[Stored data — start]
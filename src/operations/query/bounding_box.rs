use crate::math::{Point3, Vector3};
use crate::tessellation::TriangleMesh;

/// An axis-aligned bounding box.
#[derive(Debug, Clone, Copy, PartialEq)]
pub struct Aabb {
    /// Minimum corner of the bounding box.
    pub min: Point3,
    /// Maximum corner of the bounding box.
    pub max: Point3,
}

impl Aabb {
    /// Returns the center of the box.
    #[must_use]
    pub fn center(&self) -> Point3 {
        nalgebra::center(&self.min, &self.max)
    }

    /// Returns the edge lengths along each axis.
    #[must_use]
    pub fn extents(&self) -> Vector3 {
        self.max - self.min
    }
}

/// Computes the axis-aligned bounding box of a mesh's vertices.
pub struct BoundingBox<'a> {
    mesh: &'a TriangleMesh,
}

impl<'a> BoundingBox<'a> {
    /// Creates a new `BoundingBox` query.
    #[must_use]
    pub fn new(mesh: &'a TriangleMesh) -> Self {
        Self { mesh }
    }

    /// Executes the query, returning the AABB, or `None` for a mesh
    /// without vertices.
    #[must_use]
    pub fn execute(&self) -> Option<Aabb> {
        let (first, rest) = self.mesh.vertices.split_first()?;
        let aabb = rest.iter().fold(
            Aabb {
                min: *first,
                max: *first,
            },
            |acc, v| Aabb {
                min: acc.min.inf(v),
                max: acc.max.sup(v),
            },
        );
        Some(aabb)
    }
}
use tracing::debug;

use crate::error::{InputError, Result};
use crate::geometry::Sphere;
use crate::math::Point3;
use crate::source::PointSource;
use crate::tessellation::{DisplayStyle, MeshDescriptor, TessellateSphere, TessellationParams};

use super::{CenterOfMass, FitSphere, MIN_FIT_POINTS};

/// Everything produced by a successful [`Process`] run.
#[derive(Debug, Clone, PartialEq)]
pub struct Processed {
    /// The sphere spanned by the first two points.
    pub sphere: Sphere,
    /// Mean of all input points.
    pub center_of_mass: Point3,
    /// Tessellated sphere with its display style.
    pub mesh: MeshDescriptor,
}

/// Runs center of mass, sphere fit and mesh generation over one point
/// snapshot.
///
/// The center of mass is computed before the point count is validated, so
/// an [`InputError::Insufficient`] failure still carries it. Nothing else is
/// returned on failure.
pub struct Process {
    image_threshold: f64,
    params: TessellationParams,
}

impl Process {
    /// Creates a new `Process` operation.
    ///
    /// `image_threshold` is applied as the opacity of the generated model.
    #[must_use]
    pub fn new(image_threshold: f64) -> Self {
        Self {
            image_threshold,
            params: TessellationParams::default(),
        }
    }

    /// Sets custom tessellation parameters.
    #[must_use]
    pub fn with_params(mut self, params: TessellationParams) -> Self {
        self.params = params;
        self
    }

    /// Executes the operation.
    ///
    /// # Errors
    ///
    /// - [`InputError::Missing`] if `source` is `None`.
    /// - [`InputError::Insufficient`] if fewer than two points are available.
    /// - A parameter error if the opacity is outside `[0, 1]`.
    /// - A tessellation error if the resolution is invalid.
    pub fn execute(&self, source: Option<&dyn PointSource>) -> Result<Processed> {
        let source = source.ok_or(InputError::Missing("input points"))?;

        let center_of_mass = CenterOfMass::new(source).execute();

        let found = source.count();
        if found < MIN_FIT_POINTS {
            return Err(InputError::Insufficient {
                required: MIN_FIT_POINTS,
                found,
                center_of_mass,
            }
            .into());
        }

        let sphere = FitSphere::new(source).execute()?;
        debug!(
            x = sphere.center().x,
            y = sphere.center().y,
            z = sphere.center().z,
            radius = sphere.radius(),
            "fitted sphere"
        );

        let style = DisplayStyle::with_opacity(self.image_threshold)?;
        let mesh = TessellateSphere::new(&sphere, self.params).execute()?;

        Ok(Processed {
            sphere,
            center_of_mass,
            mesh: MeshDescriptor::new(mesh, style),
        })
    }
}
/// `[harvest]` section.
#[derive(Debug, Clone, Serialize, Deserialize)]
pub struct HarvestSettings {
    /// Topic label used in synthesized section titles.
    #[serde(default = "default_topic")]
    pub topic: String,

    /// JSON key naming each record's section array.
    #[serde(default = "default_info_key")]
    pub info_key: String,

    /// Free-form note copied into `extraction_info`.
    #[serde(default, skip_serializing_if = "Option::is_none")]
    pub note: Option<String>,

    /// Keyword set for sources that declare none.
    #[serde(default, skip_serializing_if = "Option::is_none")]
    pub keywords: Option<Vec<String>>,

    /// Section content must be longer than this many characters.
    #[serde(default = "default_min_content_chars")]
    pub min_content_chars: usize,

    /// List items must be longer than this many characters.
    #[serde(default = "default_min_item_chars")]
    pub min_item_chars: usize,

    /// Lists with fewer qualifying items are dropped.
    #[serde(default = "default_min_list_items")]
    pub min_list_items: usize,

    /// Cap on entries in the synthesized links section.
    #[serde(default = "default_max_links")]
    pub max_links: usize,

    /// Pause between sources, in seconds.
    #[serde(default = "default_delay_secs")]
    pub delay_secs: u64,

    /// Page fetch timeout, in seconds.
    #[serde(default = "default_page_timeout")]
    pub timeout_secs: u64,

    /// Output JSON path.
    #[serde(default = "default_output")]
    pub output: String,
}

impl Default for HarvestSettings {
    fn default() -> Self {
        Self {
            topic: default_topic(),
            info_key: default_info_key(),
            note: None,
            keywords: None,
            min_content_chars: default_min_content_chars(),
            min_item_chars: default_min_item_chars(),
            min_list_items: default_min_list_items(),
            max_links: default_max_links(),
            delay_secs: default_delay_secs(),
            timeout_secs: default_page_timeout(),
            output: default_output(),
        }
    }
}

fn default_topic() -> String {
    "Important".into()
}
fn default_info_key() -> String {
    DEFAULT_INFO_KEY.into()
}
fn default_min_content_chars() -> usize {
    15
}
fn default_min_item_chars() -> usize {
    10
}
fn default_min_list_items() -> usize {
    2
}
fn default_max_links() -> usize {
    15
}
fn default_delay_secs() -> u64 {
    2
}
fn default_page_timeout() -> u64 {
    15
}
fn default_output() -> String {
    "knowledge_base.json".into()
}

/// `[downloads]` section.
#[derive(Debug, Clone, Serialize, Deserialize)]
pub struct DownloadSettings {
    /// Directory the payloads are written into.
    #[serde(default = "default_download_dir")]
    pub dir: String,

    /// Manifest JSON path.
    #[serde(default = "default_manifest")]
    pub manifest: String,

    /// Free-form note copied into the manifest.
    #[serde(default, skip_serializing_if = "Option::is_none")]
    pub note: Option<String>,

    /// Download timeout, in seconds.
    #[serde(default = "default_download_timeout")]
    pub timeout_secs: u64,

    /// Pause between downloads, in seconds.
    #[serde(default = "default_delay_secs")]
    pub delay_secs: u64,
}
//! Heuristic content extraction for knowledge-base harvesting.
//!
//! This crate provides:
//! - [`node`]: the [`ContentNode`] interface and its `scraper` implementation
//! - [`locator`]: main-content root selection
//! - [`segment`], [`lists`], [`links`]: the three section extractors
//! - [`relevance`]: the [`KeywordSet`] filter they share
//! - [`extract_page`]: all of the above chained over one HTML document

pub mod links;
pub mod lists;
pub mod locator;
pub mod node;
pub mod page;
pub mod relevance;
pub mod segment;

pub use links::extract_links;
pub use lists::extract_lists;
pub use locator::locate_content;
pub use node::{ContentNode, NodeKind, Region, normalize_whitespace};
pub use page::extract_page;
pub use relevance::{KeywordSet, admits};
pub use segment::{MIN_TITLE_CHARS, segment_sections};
[Stored data — finish]
[Stored data — start]
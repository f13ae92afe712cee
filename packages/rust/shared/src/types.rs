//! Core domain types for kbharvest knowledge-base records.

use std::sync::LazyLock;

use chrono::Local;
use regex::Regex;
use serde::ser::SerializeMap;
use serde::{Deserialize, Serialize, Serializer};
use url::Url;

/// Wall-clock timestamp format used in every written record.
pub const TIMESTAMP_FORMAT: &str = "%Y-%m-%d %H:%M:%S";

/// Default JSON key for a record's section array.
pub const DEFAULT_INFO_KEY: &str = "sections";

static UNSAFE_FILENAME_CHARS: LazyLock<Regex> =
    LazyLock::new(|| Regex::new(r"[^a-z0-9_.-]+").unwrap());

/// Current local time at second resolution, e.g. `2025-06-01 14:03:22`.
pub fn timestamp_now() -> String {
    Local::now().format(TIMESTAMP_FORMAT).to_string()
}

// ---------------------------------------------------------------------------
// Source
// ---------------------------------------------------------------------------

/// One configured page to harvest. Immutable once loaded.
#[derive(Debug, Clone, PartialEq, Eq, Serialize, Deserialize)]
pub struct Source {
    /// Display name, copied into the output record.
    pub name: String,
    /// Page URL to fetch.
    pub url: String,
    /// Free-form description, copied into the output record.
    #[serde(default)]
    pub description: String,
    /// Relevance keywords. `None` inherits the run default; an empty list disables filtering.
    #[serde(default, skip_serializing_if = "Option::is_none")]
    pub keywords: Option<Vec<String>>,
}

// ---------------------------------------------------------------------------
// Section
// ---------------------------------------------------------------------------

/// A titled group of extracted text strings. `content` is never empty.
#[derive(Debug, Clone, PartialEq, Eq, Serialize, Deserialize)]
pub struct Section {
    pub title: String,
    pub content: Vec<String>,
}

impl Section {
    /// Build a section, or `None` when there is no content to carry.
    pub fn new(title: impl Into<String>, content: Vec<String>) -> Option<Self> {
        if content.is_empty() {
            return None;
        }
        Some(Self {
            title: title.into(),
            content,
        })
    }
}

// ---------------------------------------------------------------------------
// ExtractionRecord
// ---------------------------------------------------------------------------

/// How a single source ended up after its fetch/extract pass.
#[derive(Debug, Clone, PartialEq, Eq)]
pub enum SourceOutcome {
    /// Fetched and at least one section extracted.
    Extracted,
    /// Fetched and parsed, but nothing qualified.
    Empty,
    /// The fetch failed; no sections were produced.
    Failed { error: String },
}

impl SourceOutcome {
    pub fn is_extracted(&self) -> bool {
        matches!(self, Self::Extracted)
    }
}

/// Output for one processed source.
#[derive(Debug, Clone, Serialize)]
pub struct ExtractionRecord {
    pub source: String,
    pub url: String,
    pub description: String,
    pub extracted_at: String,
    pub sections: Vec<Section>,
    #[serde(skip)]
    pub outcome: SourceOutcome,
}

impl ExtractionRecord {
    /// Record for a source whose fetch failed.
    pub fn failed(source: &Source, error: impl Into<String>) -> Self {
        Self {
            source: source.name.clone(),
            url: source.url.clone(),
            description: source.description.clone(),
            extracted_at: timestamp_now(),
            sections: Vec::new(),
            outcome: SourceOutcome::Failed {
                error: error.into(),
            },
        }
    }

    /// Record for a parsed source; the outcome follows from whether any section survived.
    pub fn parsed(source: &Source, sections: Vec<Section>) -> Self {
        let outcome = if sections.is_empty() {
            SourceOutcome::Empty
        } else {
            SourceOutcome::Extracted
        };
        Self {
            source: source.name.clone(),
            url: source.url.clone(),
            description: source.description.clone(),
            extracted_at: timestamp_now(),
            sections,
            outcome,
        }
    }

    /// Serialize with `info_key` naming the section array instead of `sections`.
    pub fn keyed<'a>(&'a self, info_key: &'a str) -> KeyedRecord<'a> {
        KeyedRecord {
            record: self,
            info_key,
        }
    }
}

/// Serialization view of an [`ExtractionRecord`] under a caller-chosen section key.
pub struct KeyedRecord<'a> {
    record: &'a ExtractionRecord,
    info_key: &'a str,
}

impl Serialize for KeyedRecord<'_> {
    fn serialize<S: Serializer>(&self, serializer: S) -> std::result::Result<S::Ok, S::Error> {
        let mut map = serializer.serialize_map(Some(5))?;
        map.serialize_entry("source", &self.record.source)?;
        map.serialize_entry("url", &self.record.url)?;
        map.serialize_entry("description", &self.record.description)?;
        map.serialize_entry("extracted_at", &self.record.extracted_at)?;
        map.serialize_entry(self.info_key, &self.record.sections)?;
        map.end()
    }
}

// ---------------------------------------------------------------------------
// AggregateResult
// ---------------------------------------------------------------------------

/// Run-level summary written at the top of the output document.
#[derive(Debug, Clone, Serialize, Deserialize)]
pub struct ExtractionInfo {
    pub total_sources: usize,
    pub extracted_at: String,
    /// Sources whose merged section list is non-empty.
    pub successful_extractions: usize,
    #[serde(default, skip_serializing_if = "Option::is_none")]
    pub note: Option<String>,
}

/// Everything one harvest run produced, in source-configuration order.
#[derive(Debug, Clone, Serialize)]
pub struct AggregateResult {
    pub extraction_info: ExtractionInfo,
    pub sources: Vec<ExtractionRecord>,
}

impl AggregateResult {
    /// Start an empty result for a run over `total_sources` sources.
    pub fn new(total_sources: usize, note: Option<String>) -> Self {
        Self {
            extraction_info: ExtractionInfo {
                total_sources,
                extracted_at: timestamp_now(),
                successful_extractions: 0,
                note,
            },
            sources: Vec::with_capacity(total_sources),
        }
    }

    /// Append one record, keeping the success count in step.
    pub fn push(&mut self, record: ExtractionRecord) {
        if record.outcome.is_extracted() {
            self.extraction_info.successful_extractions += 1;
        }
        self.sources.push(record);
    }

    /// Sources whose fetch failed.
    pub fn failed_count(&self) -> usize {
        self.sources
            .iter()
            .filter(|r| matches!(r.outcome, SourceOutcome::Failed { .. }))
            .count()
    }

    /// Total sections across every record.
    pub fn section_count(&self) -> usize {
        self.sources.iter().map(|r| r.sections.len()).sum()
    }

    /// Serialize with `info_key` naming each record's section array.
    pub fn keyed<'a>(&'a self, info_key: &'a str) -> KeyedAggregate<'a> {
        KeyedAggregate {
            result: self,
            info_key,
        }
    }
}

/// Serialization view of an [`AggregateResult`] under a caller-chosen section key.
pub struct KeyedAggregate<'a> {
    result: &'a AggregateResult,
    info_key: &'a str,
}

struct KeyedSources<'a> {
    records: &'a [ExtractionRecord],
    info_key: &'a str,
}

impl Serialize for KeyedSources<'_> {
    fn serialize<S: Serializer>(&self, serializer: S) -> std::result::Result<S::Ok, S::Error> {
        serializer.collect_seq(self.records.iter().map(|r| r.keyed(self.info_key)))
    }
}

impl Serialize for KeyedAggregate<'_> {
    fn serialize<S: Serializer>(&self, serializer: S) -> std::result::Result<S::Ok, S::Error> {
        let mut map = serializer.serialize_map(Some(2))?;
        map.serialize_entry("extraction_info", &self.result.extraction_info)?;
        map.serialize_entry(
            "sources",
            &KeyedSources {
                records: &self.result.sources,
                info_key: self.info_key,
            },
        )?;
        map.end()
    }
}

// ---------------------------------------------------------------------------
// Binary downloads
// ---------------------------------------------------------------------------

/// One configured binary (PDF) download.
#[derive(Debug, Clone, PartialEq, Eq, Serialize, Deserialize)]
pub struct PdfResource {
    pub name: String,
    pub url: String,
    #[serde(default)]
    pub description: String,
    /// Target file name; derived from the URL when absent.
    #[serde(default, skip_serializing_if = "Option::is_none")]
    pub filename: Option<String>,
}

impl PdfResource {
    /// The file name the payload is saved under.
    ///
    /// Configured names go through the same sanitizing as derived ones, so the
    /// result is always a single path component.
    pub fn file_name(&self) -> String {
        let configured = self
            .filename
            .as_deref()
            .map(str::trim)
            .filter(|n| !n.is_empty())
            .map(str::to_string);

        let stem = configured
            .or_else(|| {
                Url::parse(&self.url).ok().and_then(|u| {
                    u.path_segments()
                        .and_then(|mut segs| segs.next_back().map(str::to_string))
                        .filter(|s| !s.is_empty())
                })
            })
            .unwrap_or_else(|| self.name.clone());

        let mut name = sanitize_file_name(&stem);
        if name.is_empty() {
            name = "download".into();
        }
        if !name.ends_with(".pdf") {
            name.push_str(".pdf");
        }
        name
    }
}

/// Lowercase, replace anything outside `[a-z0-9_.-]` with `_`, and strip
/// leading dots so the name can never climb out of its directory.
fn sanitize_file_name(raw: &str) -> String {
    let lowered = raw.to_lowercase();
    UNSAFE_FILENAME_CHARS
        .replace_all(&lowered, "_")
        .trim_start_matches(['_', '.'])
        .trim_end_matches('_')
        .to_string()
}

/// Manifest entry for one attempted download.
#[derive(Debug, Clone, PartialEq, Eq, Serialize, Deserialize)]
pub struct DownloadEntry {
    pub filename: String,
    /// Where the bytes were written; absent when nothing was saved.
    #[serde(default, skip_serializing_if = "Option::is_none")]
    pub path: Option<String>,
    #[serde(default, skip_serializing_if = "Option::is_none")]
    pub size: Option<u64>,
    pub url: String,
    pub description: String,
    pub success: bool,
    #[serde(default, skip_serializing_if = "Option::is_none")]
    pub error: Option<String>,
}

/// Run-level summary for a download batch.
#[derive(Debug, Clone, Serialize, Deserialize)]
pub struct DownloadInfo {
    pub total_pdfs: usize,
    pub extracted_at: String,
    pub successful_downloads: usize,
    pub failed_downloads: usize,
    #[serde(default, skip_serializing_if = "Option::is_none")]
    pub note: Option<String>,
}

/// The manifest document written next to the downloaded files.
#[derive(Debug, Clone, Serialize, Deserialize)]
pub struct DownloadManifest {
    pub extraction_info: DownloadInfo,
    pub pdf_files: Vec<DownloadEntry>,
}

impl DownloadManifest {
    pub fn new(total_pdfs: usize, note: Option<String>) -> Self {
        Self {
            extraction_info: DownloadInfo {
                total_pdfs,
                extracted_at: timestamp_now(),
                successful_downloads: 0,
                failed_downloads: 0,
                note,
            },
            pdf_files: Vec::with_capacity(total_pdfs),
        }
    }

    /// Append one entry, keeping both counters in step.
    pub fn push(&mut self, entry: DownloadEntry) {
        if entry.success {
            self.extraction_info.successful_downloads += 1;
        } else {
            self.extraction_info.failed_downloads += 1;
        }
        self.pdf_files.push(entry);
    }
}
[Stored data — finish]
Task directions: Search the listing for the word "view" and state how many lines contain it. Nothing else belongs in the reply.

Solution to this exercise: 2